Key sectoral recommendations


The emphasis in the ERP 2 Draft Advice is on delivering agricultural emissions pricing by 2025 to incentivise gross emissions reductions, whether via a variation on the Government’s response to industry’s He Waka Eke Noa proposal or agriculture moving into the ETS (the so-called “legislative backstop”).

The Commission recognises the challenges facing the sector and recommends enhancement of advisory and extension services to farmers to enable them to respond to pricing, emerging technologies and other changes.

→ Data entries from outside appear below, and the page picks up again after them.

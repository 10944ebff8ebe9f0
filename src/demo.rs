//! Demo `user.*` intents backed by an in-memory store.
//!
//! Reachable over every protocol, e.g. `POST /users`, `UserService/CreateUser`
//! or `{"intent": "user.create"}` on the WebSocket.

use std::sync::atomic::{AtomicU64, Ordering};
use std::sync::Arc;

use dashmap::DashMap;
use serde::Serialize;
use serde_json::{json, Value};

use crate::aggregator::{Aggregator, AggregatorError};
use crate::model::Scheme;
use crate::registry::{AccessPolicy, Handler, HandlerError, Invocation};

/// First id handed out is `FIRST_ID + 1`.
const FIRST_ID: u64 = 1000;

#[derive(Debug, Clone, PartialEq, Serialize)]
pub struct User {
    pub id: u64,
    pub name: String,
    pub email: String,
}

/// Thread-safe user store.
#[derive(Debug)]
pub struct UserStore {
    users: DashMap<u64, User>,
    next_id: AtomicU64,
}

impl Default for UserStore {
    fn default() -> Self {
        Self {
            users: DashMap::new(),
            next_id: AtomicU64::new(FIRST_ID),
        }
    }
}

impl UserStore {
    pub fn new() -> Self {
        Self::default()
    }

    pub fn len(&self) -> usize {
        self.users.len()
    }

    pub fn is_empty(&self) -> bool {
        self.users.is_empty()
    }

    pub fn create(&self, name: &str, email: &str) -> Result<User, HandlerError> {
        let (name, email) = validate(Some(name), Some(email))?;
        let user = User {
            id: self.next_id.fetch_add(1, Ordering::SeqCst) + 1,
            name,
            email,
        };
        self.users.insert(user.id, user.clone());
        tracing::info!(user_id = user.id, "User created");
        Ok(user)
    }

    pub fn get(&self, id: u64) -> Result<User, HandlerError> {
        self.users
            .get(&id)
            .map(|u| u.clone())
            .ok_or_else(|| HandlerError::not_found(format!("user {id}")))
    }

    pub fn update(&self, id: u64, name: Option<&str>, email: Option<&str>) -> Result<User, HandlerError> {
        let mut entry = self
            .users
            .get_mut(&id)
            .ok_or_else(|| HandlerError::not_found(format!("user {id}")))?;
        let name = name.unwrap_or(&entry.name).to_string();
        let email = email.unwrap_or(&entry.email).to_string();
        let (name, email) = validate(Some(&name), Some(&email))?;
        entry.name = name;
        entry.email = email;
        Ok(entry.clone())
    }

    pub fn delete(&self, id: u64) -> Result<User, HandlerError> {
        self.users
            .remove(&id)
            .map(|(_, user)| user)
            .ok_or_else(|| HandlerError::not_found(format!("user {id}")))
    }

    /// All users ordered by id.
    pub fn list(&self) -> Vec<User> {
        let mut users: Vec<User> = self.users.iter().map(|e| e.value().clone()).collect();
        users.sort_by_key(|u| u.id);
        users
    }

    /// Case-insensitive substring match on `name` or `email`.
    pub fn search(&self, query: &str, field: &str) -> Vec<User> {
        let needle = query.to_lowercase();
        self.list()
            .into_iter()
            .filter(|u| {
                let value = if field == "email" { &u.email } else { &u.name };
                value.to_lowercase().contains(&needle)
            })
            .collect()
    }
}

fn validate(name: Option<&str>, email: Option<&str>) -> Result<(String, String), HandlerError> {
    let mut fields = crate::error::FieldErrors::new();
    let name = name.map(str::trim).unwrap_or_default();
    let email = email.map(str::trim).unwrap_or_default();
    if name.is_empty() {
        fields.insert("name".into(), "is required".into());
    }
    if !email.contains('@') {
        fields.insert("email".into(), "must be a valid address".into());
    }
    if !fields.is_empty() {
        return Err(HandlerError::Validation(fields));
    }
    Ok((name.to_string(), email.to_string()))
}

/// Ids arrive as strings from paths and as numbers from JSON bodies.
fn user_id(inv: &Invocation) -> Result<u64, HandlerError> {
    let parsed = match inv.payload().get("id") {
        Some(Value::Number(n)) => n.as_u64(),
        Some(Value::String(s)) => s.parse().ok(),
        _ => return Err(HandlerError::invalid("id", "is required")),
    };
    parsed.ok_or_else(|| HandlerError::invalid("id", "must be a positive integer"))
}

fn optional_str<'a>(inv: &'a Invocation, field: &str) -> Option<&'a str> {
    inv.payload().get(field).and_then(Value::as_str)
}

fn to_value<T: Serialize>(value: T) -> Result<Value, HandlerError> {
    serde_json::to_value(value).map_err(|e| HandlerError::failed(e.to_string()))
}

pub fn register_demo_handlers(
    aggregator: &mut Aggregator,
    store: Arc<UserStore>,
) -> Result<(), AggregatorError> {
    fn handler<F>(store: &Arc<UserStore>, f: F) -> impl Handler
    where
        F: Fn(&UserStore, &Invocation) -> Result<Value, HandlerError> + Send + Sync + 'static,
    {
        let store = Arc::clone(store);
        move |inv: &Invocation| f(&store, inv)
    }

    aggregator.register_handler(
        "user.create",
        handler(&store, |s, inv| {
            let user = s.create(
                optional_str(inv, "name").unwrap_or_default(),
                optional_str(inv, "email").unwrap_or_default(),
            )?;
            to_value(user)
        }),
    )?;
    aggregator.register_handler("user.get", handler(&store, |s, inv| to_value(s.get(user_id(inv)?)?)))?;
    aggregator.register_handler(
        "user.update",
        handler(&store, |s, inv| {
            let user = s.update(
                user_id(inv)?,
                optional_str(inv, "name"),
                optional_str(inv, "email"),
            )?;
            to_value(user)
        }),
    )?;
    aggregator.register_handler(
        "user.list",
        handler(&store, |s, _| Ok(json!({"users": s.list(), "count": s.len()}))),
    )?;
    aggregator.register_handler(
        "user.search",
        handler(&store, |s, inv| {
            let query = inv.require_str("q")?;
            let field = optional_str(inv, "searchBy").unwrap_or("name");
            Ok(json!({"query": query, "results": s.search(query, field)}))
        }),
    )?;
    // Destructive: not exposed on the WebSocket.
    aggregator.register_handler_with_access(
        "user.delete",
        handler(&store, |s, inv| to_value(s.delete(user_id(inv)?)?)),
        AccessPolicy::only([Scheme::HTTP, Scheme::RPC]),
    )?;
    Ok(())
}

#[cfg(test)]
mod tests {
    use super::*;

    #[test]
    fn test_ids_start_after_1000() {
        let store = UserStore::new();
        let ada = store.create("Ada", "ada@example.com").unwrap();
        let bob = store.create("Bob", "bob@example.com").unwrap();
        assert_eq!(ada.id, 1001);
        assert_eq!(bob.id, 1002);
    }

    #[test]
    fn test_create_validates_all_fields() {
        let store = UserStore::new();
        match store.create(" ", "nope") {
            Err(HandlerError::Validation(fields)) => {
                assert!(fields.contains_key("name"));
                assert!(fields.contains_key("email"));
            }
            other => panic!("expected validation error, got {other:?}"),
        }
        assert!(store.is_empty());
    }

    #[test]
    fn test_update_and_delete() {
        let store = UserStore::new();
        let user = store.create("Ada", "ada@example.com").unwrap();

        let updated = store.update(user.id, Some("Ada L."), None).unwrap();
        assert_eq!(updated.name, "Ada L.");
        assert_eq!(updated.email, "ada@example.com");

        store.delete(user.id).unwrap();
        assert!(matches!(store.get(user.id), Err(HandlerError::NotFound(_))));
    }

    #[test]
    fn test_search_by_field() {
        let store = UserStore::new();
        store.create("Ada", "ada@math.org").unwrap();
        store.create("Bob", "bob@example.com").unwrap();
        assert_eq!(store.search("AD", "name").len(), 1);
        assert_eq!(store.search("example", "email").len(), 1);
        assert_eq!(store.search("example", "name").len(), 0);
    }

    #[test]
    fn test_user_id_accepts_string_and_number() {
        let inv = |payload: Value| {
            Invocation::new(
                crate::model::TraceId::new(),
                Scheme::HTTP,
                "user.get".into(),
                payload,
                None,
            )
        };
        assert_eq!(user_id(&inv(json!({"id": "1001"}))).unwrap(), 1001);
        assert_eq!(user_id(&inv(json!({"id": 1002}))).unwrap(), 1002);
        assert!(user_id(&inv(json!({}))).is_err());
        assert!(user_id(&inv(json!({"id": "abc"}))).is_err());
    }
}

The Commission recommends:

  • Banning new fossil fuel installations, including commercial coal-fired boilers and gas-fired hot water heating in homes, except when there is no other option. This recommendation was in the Commission’s initial draft advice to Government on ERP 1 but was not retained in the Commission’s final advice or included in the Government’s EPR 1 policies.
  • Prioritising and accelerating renewable electricity generation developments, and ensuring electricity distribution networks can support growth and variability of demand and supply.
  • Pursuing more widespread process heat decarbonisation and establishing mechanisms for other industrial sectors and processes to decarbonise.

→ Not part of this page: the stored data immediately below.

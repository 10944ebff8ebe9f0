//! Type-erased protocol + foyer pairs.

use std::net::SocketAddr;
use std::sync::Arc;
use std::time::Duration;

use futures_util::future::BoxFuture;

use crate::foyer::{Foyer, FoyerError};
use crate::model::Scheme;
use crate::observability::Collector;
use crate::protocol::Protocol;
use crate::registry::HandlerRegistry;
use crate::rendezvous::Rendezvous;
use crate::sentinel::SentinelRegistry;
use crate::stage::StageExecutors;

/// Shared pieces every rendezvous is built from at start.
pub(crate) struct Assembly<'a> {
    pub handlers: Arc<HandlerRegistry>,
    pub sentinels: &'a SentinelRegistry,
    pub stages: Arc<StageExecutors>,
    pub collector: Arc<dyn Collector>,
    pub preprocess_on_pool: bool,
    pub deadline: Option<Duration>,
}

pub(crate) trait Binding: Send {
    fn scheme(&self) -> Scheme;
    fn open(&mut self, assembly: &Assembly<'_>) -> Result<(), FoyerError>;
    fn close(&mut self) -> BoxFuture<'_, Result<(), FoyerError>>;
    fn is_open(&self) -> bool;
    fn local_addr(&self) -> Option<SocketAddr>;
}

pub(crate) struct ProtocolBinding<F: Foyer> {
    protocol: Protocol<F::Input, F::Output>,
    foyer: F,
}

impl<F: Foyer> ProtocolBinding<F> {
    pub(crate) fn new(protocol: Protocol<F::Input, F::Output>, foyer: F) -> Self {
        Self { protocol, foyer }
    }
}

impl<F: Foyer> Binding for ProtocolBinding<F> {
    fn scheme(&self) -> Scheme {
        self.protocol.scheme().clone()
    }

    fn open(&mut self, assembly: &Assembly<'_>) -> Result<(), FoyerError> {
        let rendezvous = Rendezvous::new(
            self.protocol.clone(),
            Arc::clone(&assembly.handlers),
            assembly.sentinels.chain_for(self.protocol.scheme()),
            Arc::clone(&assembly.stages),
            Arc::clone(&assembly.collector),
        )
        .preprocess_on_pool(assembly.preprocess_on_pool)
        .deadline(assembly.deadline);

        self.foyer.open(Arc::new(rendezvous))
    }

    fn close(&mut self) -> BoxFuture<'_, Result<(), FoyerError>> {
        self.foyer.close()
    }

    fn is_open(&self) -> bool {
        self.foyer.is_open()
    }

    fn local_addr(&self) -> Option<SocketAddr> {
        self.foyer.local_addr()
    }
}
//! Declarative route resolver.
//!
//! # Responsibilities
//! - Match method + path against routes registered in code or loaded from config
//! - Capture `{name}` segments into the payload
//! - Fall back to the REST convention when no route matches
//!
//! # Design Decisions
//! - Routes are compiled once into segment lists; no regex in the hot path
//! - First registered match wins, mirroring handler pattern ordering
//! - Method `*` matches any method

use serde_json::Value;

use crate::config::RouteConfig;
use crate::error::PipelineError;
use crate::intent::{build_payload, IntentResolver, RestResolver};
use crate::model::{Intent, IntentKey, NormalizedRequest};

#[derive(Debug, Clone, PartialEq, Eq)]
enum Segment {
    Literal(String),
    Capture(String),
}

/// A compiled path template such as `/orders/{id}/cancel`.
#[derive(Debug, Clone, PartialEq, Eq)]
pub struct PathTemplate {
    source: String,
    segments: Vec<Segment>,
}

impl PathTemplate {
    pub fn parse(template: &str) -> Self {
        let segments = template
            .split('/')
            .filter(|s| !s.is_empty())
            .map(|s| match s.strip_prefix('{').and_then(|s| s.strip_suffix('}')) {
                Some(name) if !name.is_empty() => Segment::Capture(name.to_string()),
                _ => Segment::Literal(s.to_string()),
            })
            .collect();

        Self {
            source: template.to_string(),
            segments,
        }
    }

    pub fn as_str(&self) -> &str {
        &self.source
    }

    /// Match `path`, returning captured segments in template order.
    pub fn matches(&self, path: &str) -> Option<Vec<(String, String)>> {
        let path = path.split('?').next().unwrap_or_default();
        let parts: Vec<&str> = path.split('/').filter(|s| !s.is_empty()).collect();
        if parts.len() != self.segments.len() {
            return None;
        }

        let mut captures = Vec::new();
        for (segment, part) in self.segments.iter().zip(parts) {
            match segment {
                Segment::Literal(literal) if literal == part => {}
                Segment::Literal(_) => return None,
                Segment::Capture(name) => captures.push((name.clone(), part.to_string())),
            }
        }
        Some(captures)
    }
}

#[derive(Debug, Clone)]
struct Route {
    method: String,
    template: PathTemplate,
    intent: IntentKey,
}

impl Route {
    fn accepts(&self, method: &str) -> bool {
        self.method == "*" || self.method.eq_ignore_ascii_case(method)
    }
}

/// Routes requests by explicit (method, template) → intent mappings.
#[derive(Debug, Clone, Default)]
pub struct DeclarativeResolver {
    routes: Vec<Route>,
    fallback: RestResolver,
}

impl DeclarativeResolver {
    pub fn new() -> Self {
        Self::default()
    }

    /// Build from `[[routes]]` config entries, in file order.
    pub fn from_config(routes: &[RouteConfig]) -> Self {
        routes.iter().fold(Self::new(), |resolver, route| {
            resolver.route(&route.method, &route.path, route.intent.as_str())
        })
    }

    /// Add a route. Earlier routes take precedence.
    pub fn route(mut self, method: &str, template: &str, intent: impl Into<IntentKey>) -> Self {
        self.routes.push(Route {
            method: method.to_ascii_uppercase(),
            template: PathTemplate::parse(template),
            intent: intent.into(),
        });
        self
    }

    pub fn len(&self) -> usize {
        self.routes.len()
    }

    pub fn is_empty(&self) -> bool {
        self.routes.is_empty()
    }
}

impl IntentResolver for DeclarativeResolver {
    fn resolve(&self, request: &NormalizedRequest) -> Result<Intent, PipelineError> {
        let matched = self.routes.iter().find_map(|route| {
            if !route.accepts(request.method()) {
                return None;
            }
            route
                .template
                .matches(request.path())
                .map(|captures| (route, captures))
        });

        let Some((route, captures)) = matched else {
            tracing::debug!(
                method = %request.method(),
                path = %request.path(),
                "No declarative route matched, using REST convention"
            );
            return self.fallback.resolve(request);
        };

        let params = request
            .params()
            .iter()
            .map(|(k, v)| (k.clone(), Value::String(v.clone())))
            .chain(captures.into_iter().map(|(k, v)| (k, Value::String(v))));

        Ok(Intent::new(
            route.intent.clone(),
            build_payload(request.body(), params),
        ))
    }
}
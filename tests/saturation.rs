//! Saturated stages slow requests down but never drop them.

use std::time::Duration;

use futures_util::future::join_all;
use serde_json::{json, Value};

use horizon::config::StageConfig;
use horizon::registry::{HandlerError, Invocation};

mod common;

const REQUESTS: usize = 24;

#[tokio::test(flavor = "multi_thread", worker_threads = 4)]
async fn test_saturated_conductor_answers_every_request() {
    let mut config = common::test_config();
    config.stages.conductor = StageConfig {
        core_threads: 1,
        max_threads: 2,
        queue_capacity: 2,
        keep_alive_ms: 100,
    };

    let server = common::start_server_with(config, |agg| {
        agg.register_handler("job.create", |inv: &Invocation| -> Result<Value, HandlerError> {
            std::thread::sleep(Duration::from_millis(50));
            Ok(json!({"n": inv.payload().get("n").cloned().unwrap_or(Value::Null)}))
        })
        .unwrap();
    })
    .await;

    let client = reqwest::Client::new();
    let url = format!("{}/jobs", server.http_url());
    let responses = join_all((0..REQUESTS).map(|n| {
        let client = client.clone();
        let url = url.clone();
        async move {
            let res = client.post(url).json(&json!({"n": n})).send().await.unwrap();
            assert_eq!(res.status(), 200);
            res.json::<Value>().await.unwrap()
        }
    }))
    .await;

    for (n, body) in responses.iter().enumerate() {
        assert_eq!(body["n"], n);
    }

    let stats = server.aggregator.stage_stats().unwrap();
    assert_eq!(stats.conductor.submitted, REQUESTS as u64);
    assert!(stats.conductor.workers <= 2);

    let memory = server.stop().await;
    assert_eq!(memory.intent_count("job.create"), REQUESTS as u64);
    assert_eq!(memory.outcome_count("success"), REQUESTS as u64);
}

#[tokio::test(flavor = "multi_thread", worker_threads = 2)]
async fn test_stop_drains_in_flight_requests() {
    let (started_tx, started_rx) = std::sync::mpsc::channel::<()>();
    let started_tx = std::sync::Mutex::new(started_tx);
    let server = common::start_server_with(common::test_config(), move |agg| {
        agg.register_handler("job.create", move |_: &Invocation| -> Result<Value, HandlerError> {
            let _ = started_tx.lock().unwrap().send(());
            std::thread::sleep(Duration::from_millis(200));
            Ok(json!({"done": true}))
        })
        .unwrap();
    })
    .await;

    let url = format!("{}/jobs", server.http_url());
    let in_flight = tokio::spawn(async move { reqwest::Client::new().post(url).send().await });

    // Stop only once the handler is running.
    tokio::task::spawn_blocking(move || started_rx.recv_timeout(Duration::from_secs(5)))
        .await
        .unwrap()
        .expect("handler never started");
    let memory = server.stop().await;

    let res = in_flight.await.unwrap().unwrap();
    assert_eq!(res.status(), 200);
    assert_eq!(memory.intent_count("job.create"), 1);
}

Other sectors – a snapshot

The Commission also doubles down on previous recommendations in:

  • Transport, with a focus on developing an integrated public and active transport network, removing barriers to scaling up EV charging and developing incentives to accelerate the uptake of low emissions commercial vehicles.
  • Built environment, with an integrated planning system that builds urban areas upward and mixes uses while incrementally reducing climate risks. The ERP 2 Draft Advice also advocates incentivising retrofits to deliver lower emissions buildings.
  • Waste, with policy changes to achieve optimal use and efficiency of landfill gas capture systems and to improve the accuracy of measurement data.

What happens now?

The Commission must provide its final advice to Government by 31 December 2023. The Government must then deliver its ERP 2 by the end of 2024 with the policies and actions in the second budget period commencing on 1 January 2026.

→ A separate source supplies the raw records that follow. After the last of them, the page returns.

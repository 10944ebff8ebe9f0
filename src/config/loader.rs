//! Configuration loading from disk.

use std::fs;
use std::path::Path;

use crate::config::schema::HorizonConfig;
use crate::config::validation::{validate_config, ValidationError};

/// Error type for configuration loading.
#[derive(Debug, thiserror::Error)]
pub enum ConfigError {
    #[error("IO error: {0}")]
    Io(#[from] std::io::Error),

    #[error("Parse error: {0}")]
    Parse(#[from] toml::de::Error),

    #[error("Validation failed: {}", join_errors(.0))]
    Validation(Vec<ValidationError>),
}

fn join_errors(errors: &[ValidationError]) -> String {
    errors
        .iter()
        .map(ToString::to_string)
        .collect::<Vec<_>>()
        .join(", ")
}

/// Load and validate configuration from a TOML file.
pub fn load_config(path: &Path) -> Result<HorizonConfig, ConfigError> {
    let content = fs::read_to_string(path)?;
    parse_config(&content)
}

/// Parse and validate configuration from TOML text.
pub fn parse_config(content: &str) -> Result<HorizonConfig, ConfigError> {
    let config: HorizonConfig = toml::from_str(content)?;

    validate_config(&config).map_err(ConfigError::Validation)?;

    Ok(config)
}
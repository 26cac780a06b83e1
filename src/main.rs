//! アプリケーションのエントリポイントとランタイム初期化。

use anyhow::Result;
use tracing_appender::non_blocking::WorkerGuard;

mod api;
mod app;
mod config;
mod draft;
mod events;
mod executor;
mod input;
mod layout;
mod resolver;
mod shortcuts;
#[cfg(test)]
mod testing;
mod ui;
mod validator;
mod wizard;
mod worker;

/// ファイルロギングを初期化し、非同期ガードを生存させる。
fn init_logging() -> Result<WorkerGuard> {
    let log_file = "query_builder_tui.log";
    // TUIの標準出力を汚さないよう、ファイルへ直接書き込む。
    let file_appender = tracing_appender::rolling::never(".", log_file);
    let (non_blocking, guard) = tracing_appender::non_blocking(file_appender);
    tracing_subscriber::fmt()
        .with_writer(non_blocking)
        .with_ansi(false)
        .with_target(false)
        .try_init()
        .map_err(|e| anyhow::anyhow!("failed to init logging: {e}"))?;
    tracing::info!("logging to {}", log_file);
    Ok(guard)
}

#[tokio::main]
/// エントリポイント：ログ初期化→UI開始→端末復元。
async fn main() -> Result<()> {
    let _log_guard = init_logging()?;
    tracing::info!("app starting");
    let mut terminal = ui::init_terminal()?;
    let res = app::run_app(&mut terminal).await;
    // 端末の状態を必ず元に戻す。
    ui::restore_terminal()?;
    if let Err(ref e) = res {
        tracing::error!("app error: {e}");
    }
    tracing::info!("app exiting");
    res
}
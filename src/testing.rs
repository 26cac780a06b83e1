//! In-memory query service used by unit tests.

use anyhow::{Result, anyhow};
use async_trait::async_trait;
use chrono::NaiveDate;
use std::sync::Mutex;

use crate::{
    api::{
        Outcome, QueryApi,
        types::{Comment, NewComment, ResultRecord, SaveRequest, SavedQuery, SavedQuerySummary},
    },
    draft::{DateBounds, QueryLocator, QueryType},
};

pub fn ymd(y: i32, m: u32, d: u32) -> NaiveDate {
    NaiveDate::from_ymd_opt(y, m, d).unwrap()
}

pub fn record(term: &str) -> ResultRecord {
    ResultRecord {
        term: term.into(),
        rank: None,
        day: None,
        percent_gain: None,
    }
}

#[derive(Default)]
struct Calls {
    bounds: Vec<QueryType>,
    executed: Vec<QueryLocator>,
    saved: Vec<SaveRequest>,
    comments: Vec<NewComment>,
}

/// Fixed responses plus a record of every call.
pub struct FakeApi {
    bounds: Outcome<DateBounds>,
    results: Outcome<Vec<ResultRecord>>,
    save_fails: bool,
    queries: Vec<SavedQuery>,
    comments: Vec<Comment>,
    calls: Mutex<Calls>,
}

impl Default for FakeApi {
    fn default() -> Self {
        Self {
            bounds: Outcome::Failure("bounds not configured".into()),
            results: Outcome::Failure("results not configured".into()),
            save_fails: false,
            queries: vec![],
            comments: vec![],
            calls: Mutex::new(Calls::default()),
        }
    }
}

impl FakeApi {
    pub fn with_bounds(mut self, bounds: Outcome<DateBounds>) -> Self {
        self.bounds = bounds;
        self
    }

    pub fn with_results(mut self, results: Outcome<Vec<ResultRecord>>) -> Self {
        self.results = results;
        self
    }

    pub fn with_failing_save(mut self) -> Self {
        self.save_fails = true;
        self
    }

    pub fn with_query(mut self, query: SavedQuery) -> Self {
        self.queries.push(query);
        self
    }

    pub fn with_comment(mut self, comment: Comment) -> Self {
        self.comments.push(comment);
        self
    }

    pub fn bounds_calls(&self) -> Vec<QueryType> {
        self.calls.lock().unwrap().bounds.clone()
    }

    pub fn executed(&self) -> Vec<QueryLocator> {
        self.calls.lock().unwrap().executed.clone()
    }

    pub fn saved(&self) -> Vec<SaveRequest> {
        self.calls.lock().unwrap().saved.clone()
    }

    pub fn posted_comments(&self) -> Vec<NewComment> {
        self.calls.lock().unwrap().comments.clone()
    }
}

#[async_trait]
impl QueryApi for FakeApi {
    async fn date_bounds(&self, query_type: QueryType) -> Outcome<DateBounds> {
        self.calls.lock().unwrap().bounds.push(query_type);
        self.bounds.clone()
    }

    async fn execute(&self, locator: &QueryLocator) -> Outcome<Vec<ResultRecord>> {
        self.calls.lock().unwrap().executed.push(locator.clone());
        self.results.clone()
    }

    async fn save_query(&self, req: &SaveRequest) -> Result<()> {
        if self.save_fails {
            return Err(anyhow!("HTTP status 400 Bad Request error: {{}}"));
        }
        self.calls.lock().unwrap().saved.push(req.clone());
        Ok(())
    }

    async fn list_queries(&self) -> Result<Vec<SavedQuerySummary>> {
        Ok(self
            .queries
            .iter()
            .map(|q| SavedQuerySummary {
                id: q.id,
                name: q.name.clone(),
                username: q.username.clone(),
                date: q.date,
            })
            .collect())
    }

    async fn get_query(&self, id: i64) -> Result<SavedQuery> {
        self.queries
            .iter()
            .find(|q| q.id == id)
            .cloned()
            .ok_or_else(|| anyhow!("HTTP status 404 Not Found error: query {id}"))
    }

    async fn post_comment(&self, comment: &NewComment) -> Result<()> {
        self.calls.lock().unwrap().comments.push(comment.clone());
        Ok(())
    }

    async fn list_comments(&self, _query_id: i64) -> Result<Vec<Comment>> {
        Ok(self.comments.clone())
    }
}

In practice, the Government’s first ERP, finalised in May 2022, relied heavily on the Commission’s advice, with policy often tracking alongside the Commission’s work before the ERP itself was finalised.

The current consultation therefore represents an opportunity to shape the direction of travel early.

While several of the draft recommendations will be familiar in tone and strategic direction, the proposed ETS changes and the ‘gross vs net’ rethink of the role of forestry represent major changes that could have far-reaching impacts. Closer examination will be needed of the various policy options and their likely impact on particular sectors and regions with strong forestry interests. 

The emphasis on the need to price agricultural emissions was to be expected, with the outcome highly reliant on the ongoing dialogue between industry and government, and on the outcome of the general election. 

Energy sector players should consider the practical effects of the renewed recommendation regarding banning new fossil fuel (including gas) connections and the detail of proposed changes to renewable consenting for generation and distribution networks.